The Freedom From Religion Foundation is attempting to block a couple of Michigan high school football coaches from exhibiting their piety on the field.
A concerned citizen informed FFRF that football coaches at Bridgeport High School lead their teams in prayer. The complainant informed the state/church watchdog that at a game on Sept. 7, the Bridgeport Junior Varsity football team coaches and the opposing team prayed together after the game. This prayer circle, which shows coaches participating in the prayer, was photographed and shared on social media and can be seen in the photograph above.
It is inappropriate and illegal for public school athletic coaches to lead their teams in prayer, FFRF reminds the Bridgeport Spaulding School District.
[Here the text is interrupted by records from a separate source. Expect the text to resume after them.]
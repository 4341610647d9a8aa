//! `HH:MM` time-of-day values and their minute offsets.

use std::fmt;
use std::str::FromStr;

use serde::{Deserialize, Deserializer, Serialize, Serializer};

use crate::Minutes;

pub const MINUTES_PER_DAY: Minutes = 24 * 60;

/// A wall-clock time within a single day, stored as minutes after midnight.
#[derive(Clone, Copy, PartialEq, Eq, PartialOrd, Ord, Hash)]
pub struct TimeOfDay(u16);

impl TimeOfDay {
    pub const MIDNIGHT: TimeOfDay = TimeOfDay(0);

    /// `hour` and `minute` are taken modulo 24 and 60.
    pub const fn from_hm(hour: u16, minute: u16) -> Self {
        TimeOfDay((hour % 24) * 60 + minute % 60)
    }

    /// Strict 24-hour `HH:MM`: two digit hour 00-23, two digit minute 00-59.
    pub fn parse(s: &str) -> Option<Self> {
        let bytes = s.as_bytes();
        if bytes.len() != 5 || bytes[2] != b':' {
            return None;
        }

        let digit = |b: u8| b.is_ascii_digit().then(|| (b - b'0') as u16);
        let hour = digit(bytes[0])? * 10 + digit(bytes[1])?;
        let minute = digit(bytes[3])? * 10 + digit(bytes[4])?;

        (hour < 24 && minute < 60).then_some(TimeOfDay(hour * 60 + minute))
    }

    /// Wraps around midnight in both directions.
    pub fn from_minutes(minutes: Minutes) -> Self {
        TimeOfDay(minutes.rem_euclid(MINUTES_PER_DAY) as u16)
    }

    pub fn minutes(self) -> Minutes {
        self.0 as Minutes
    }

    pub fn hour(self) -> u16 {
        self.0 / 60
    }

    pub fn minute(self) -> u16 {
        self.0 % 60
    }

    /// `delta` is reduced modulo a day first, so any span is accepted.
    pub fn shifted(self, delta: Minutes) -> Self {
        Self::from_minutes(self.minutes() + delta.rem_euclid(MINUTES_PER_DAY))
    }

    pub fn shifted_back(self, delta: Minutes) -> Self {
        Self::from_minutes(self.minutes() - delta.rem_euclid(MINUTES_PER_DAY))
    }

    /// Signed distance from `self` to `later`, not wrapped: a value earlier in the day gives a
    /// negative result.
    pub fn minutes_until(self, later: TimeOfDay) -> Minutes {
        later.minutes() - self.minutes()
    }
}

impl fmt::Display for TimeOfDay {
    fn fmt(&self, f: &mut fmt::Formatter<'_>) -> fmt::Result {
        write!(f, "{:02}:{:02}", self.hour(), self.minute())
    }
}

impl fmt::Debug for TimeOfDay {
    fn fmt(&self, f: &mut fmt::Formatter<'_>) -> fmt::Result {
        write!(f, "TimeOfDay({self})")
    }
}

#[derive(Debug, Clone, PartialEq, Eq)]
pub struct ParseTimeError(pub String);

impl fmt::Display for ParseTimeError {
    fn fmt(&self, f: &mut fmt::Formatter<'_>) -> fmt::Result {
        write!(f, "{:?} is not a HH:MM time", self.0)
    }
}

impl std::error::Error for ParseTimeError {}

impl FromStr for TimeOfDay {
    type Err = ParseTimeError;

    fn from_str(s: &str) -> Result<Self, Self::Err> {
        Self::parse(s).ok_or_else(|| ParseTimeError(s.to_string()))
    }
}

/// Renders an optional time the way the backup stores it: `""` when empty.
pub fn format_optional(time: Option<TimeOfDay>) -> String {
    time.map(|t| t.to_string()).unwrap_or_default()
}

/// Serde adapter for `Option<TimeOfDay>` fields that are written as `"HH:MM"` or `""`.
pub mod optional_hhmm {
    use super::*;

    pub fn serialize<S: Serializer>(time: &Option<TimeOfDay>, s: S) -> Result<S::Ok, S::Error> {
        format_optional(*time).serialize(s)
    }

    pub fn deserialize<'de, D: Deserializer<'de>>(d: D) -> Result<Option<TimeOfDay>, D::Error> {
        let raw = String::deserialize(d)?;
        if raw.is_empty() {
            return Ok(None);
        }

        TimeOfDay::parse(&raw)
            .map(Some)
            .ok_or_else(|| serde::de::Error::custom(ParseTimeError(raw)))
    }
}
//! Storage layer: the persisted note index and its backing store.
//!
//! Holds the index data model and the [`IndexStore`] seam used by the
//! core passes, plus the JSON file implementation.

pub mod json;
pub mod models;

use std::path::PathBuf;
use thiserror::Error;

pub use json::JsonIndexStore;
pub use models::{Index, IndexEntry, Metadata};

#[derive(Debug, Error)]
pub enum StoreError {
    /// The index is missing, unreadable or malformed. These cases are not
    /// distinguished: callers recover from all of them the same way.
    #[error("index unreadable at {path}: {reason}")]
    Unreadable { path: PathBuf, reason: String },

    #[error("failed to encode index: {0}")]
    Encode(#[from] serde_json::Error),

    #[error("failed to write index: {0}")]
    Write(#[from] std::io::Error),
}

#[async_trait::async_trait]
pub trait IndexStore: Send + Sync {
    /// Returns the previously persisted index, or [`StoreError::Unreadable`].
    async fn load(&self) -> Result<Index, StoreError>;

    /// Persists a complete index. Readers never observe a partial write.
    async fn save(&self, index: &Index) -> Result<(), StoreError>;
}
"The Supreme Court has continually struck down school-sponsored prayer in public schools," FFRF Legal Director Rebecca S. Markert writes to Bridgeport Spaulding School District Superintendent Carol W. Selby. "Public school coaches must refrain not only from leading prayers themselves, but also from participating in students' prayers. It is unconstitutional for public school employees to participate in the religious activities of their students."
In Borden (2008), the 3rd U.S. Circuit Court of Appeals held the high school football coach's extensive history of organizing, leading and participating in prayers before games was unconstitutional because it violated the Establishment Clause. In that case, the court stated that the coach's involvement in the prayer by "taking a knee" and "bowing his head" during the prayers, even when student-led, "would lead a reasonable observer to conclude he was endorsing religion."
The court in Borden also rejected the coach's argument that the school district's policy of prohibiting its employees from engaging in prayer with students violated the employees' right to free speech. In fact, the court found that the school district had a right to adopt guidelines restricting this activity because of its concern about potential Establishment Clause violations.
The conduct of the Bridgeport High coaches is unconstitutional because coaches are endorsing and promoting their own religion while acting in their official capacities as school district employees. Certainly, they represent the school and the team when they act in their official roles as a coach of a public school football team. Therefore, coaches cannot lead teams in prayer and cannot organize or advocate for students to lead team prayer, either.
"We see here conduct extremely unbecoming of coaches," says FFRF Co-President Annie Laurie Gaylor. "Public school employees should be aware that a good portion of their student population is most often comprised of individuals with different beliefs or no belief. Students should not be expected to pray to play."
FFRF is asking Bridgeport Spaulding School District to commence an immediate investigation into the alleged complain and take swift action to stop any school-sponsored prayers occurring within any district athletic programs.
The Freedom From Religion Foundation is a national nonprofit organization with more than 29,000 members across the country, including over 700 in Michigan. FFRF's purposes are to protect the constitutional principle of separation between state and church, and to educate the public on matters relating to nontheism.